(Records from a data source)
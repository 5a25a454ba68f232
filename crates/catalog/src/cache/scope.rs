// SPDX-License-Identifier: AGPL-3.0-or-later
// Copyright (c) 2025 Gridbase

use std::fmt::{self, Display, Formatter};

use serde::{Deserialize, Serialize};

/// Cache scopes, one per cached entity kind. Keys are unique within a
/// scope; the full key used in exports is `scope:key`.
#[derive(Clone, Copy, Debug, PartialEq, Eq, Hash, Serialize, Deserialize)]
#[serde(rename_all = "snake_case")]
pub enum CacheScope {
	Source,
	Table,
	Column,
	View,
}

impl CacheScope {
	/// The parent scope a child's list registration lives under; the
	/// child-to-parent walk of `deep_del` follows this.
	pub fn parent(&self) -> Option<CacheScope> {
		match self {
			CacheScope::Source => None,
			CacheScope::Table => Some(CacheScope::Source),
			CacheScope::Column | CacheScope::View => Some(CacheScope::Table),
		}
	}
}

impl Display for CacheScope {
	fn fmt(&self, f: &mut Formatter<'_>) -> fmt::Result {
		match self {
			CacheScope::Source => f.write_str("source"),
			CacheScope::Table => f.write_str("table"),
			CacheScope::Column => f.write_str("column"),
			CacheScope::View => f.write_str("view"),
		}
	}
}

/// Direction of a `deep_del` cascade.
#[derive(Clone, Copy, Debug, PartialEq, Eq)]
pub enum DelDirection {
	/// Drop the key and every entry registered in its child lists,
	/// walking the child-to-parent linkage recorded by
	/// `append_to_list`. Deleting a table this way drops its cached
	/// columns and views without a second metadata read.
	ChildToParent,
	/// Drop only the key and its own list registrations; cached child
	/// entries survive.
	ParentToChild,
}
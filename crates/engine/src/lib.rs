// SPDX-License-Identifier: AGPL-3.0-or-later
// Copyright (c) 2025 Gridbase

#![cfg_attr(not(debug_assertions), deny(warnings))]

mod builder;
mod condition;
mod context;
mod driver;
mod engine;
mod error;
mod executor;
mod params;
mod shape;

pub use context::EngineContext;
pub use driver::{Driver, Row};
pub use engine::Engine;
pub use error::Error;
pub use executor::{LocalTxExecutor, RemoteRenderExecutor, run_plan};
pub use params::{ListParams, ReadParams};
pub use shape::Record;

pub type Result<T> = std::result::Result<T, Error>;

◆ **Exercise**
Faithfully reproduce all of the records, character for character.

◆ **Exercise result**
repository 5a25a454ba68f232
filename crates/catalog/src/cache/scope.rs
// SPDX-License-Identifier: AGPL-3.0-or-later
// Copyright (c) 2025 Gridbase

use std::fmt::{self, Display, Formatter};

use serde::{Deserialize, Serialize};

/// Cache scopes, one per cached entity kind. Keys are unique within a
/// scope; the full key used in exports is `scope:key`.
#[derive(Clone, Copy, Debug, PartialEq, Eq, Hash, Serialize, Deserialize)]
#[serde(rename_all = "snake_case")]
pub enum CacheScope {
	Source,
	Table,
	Column,
	View,
}

impl CacheScope {
	/// The parent scope a child's list registration lives under; the
	/// child-to-parent walk of `deep_del` follows this.
	pub fn parent(&self) -> Option<CacheScope> {
		match self {
			CacheScope::Source => None,
			CacheScope::Table => Some(CacheScope::Source),
			CacheScope::Column | CacheScope::View => Some(CacheScope::Table),
		}
	}
}

impl Display for CacheScope {
	fn fmt(&self, f: &mut Formatter<'_>) -> fmt::Result {
		match self {
			CacheScope::Source => f.write_str("source"),
			CacheScope::Table => f.write_str("table"),
			CacheScope::Column => f.write_str("column"),
			CacheScope::View => f.write_str("view"),
		}
	}
}

/// Direction of a `deep_del` cascade.
#[derive(Clone, Copy, Debug, PartialEq, Eq)]
pub enum DelDirection {
	/// Drop the key and every entry registered in its child lists,
	/// walking the child-to-parent linkage recorded by
	/// `append_to_list`. Deleting a table this way drops its cached
	/// columns and views without a second metadata read.
	ChildToParent,
	/// Drop only the key and its own list registrations; cached child
	/// entries survive.
	ParentToChild,
}
filename crates/engine/src/lib.rs
// SPDX-License-Identifier: AGPL-3.0-or-later
// Copyright (c) 2025 Gridbase

#![cfg_attr(not(debug_assertions), deny(warnings))]

mod builder;
mod condition;
mod context;
mod driver;
mod engine;
mod error;
mod executor;
mod params;
mod shape;

pub use context::EngineContext;
pub use driver::{Driver, Row};
pub use engine::Engine;
pub use error::Error;
pub use executor::{LocalTxExecutor, RemoteRenderExecutor, run_plan};
pub use params::{ListParams, ReadParams};
pub use shape::Record;

pub type Result<T> = std::result::Result<T, Error>;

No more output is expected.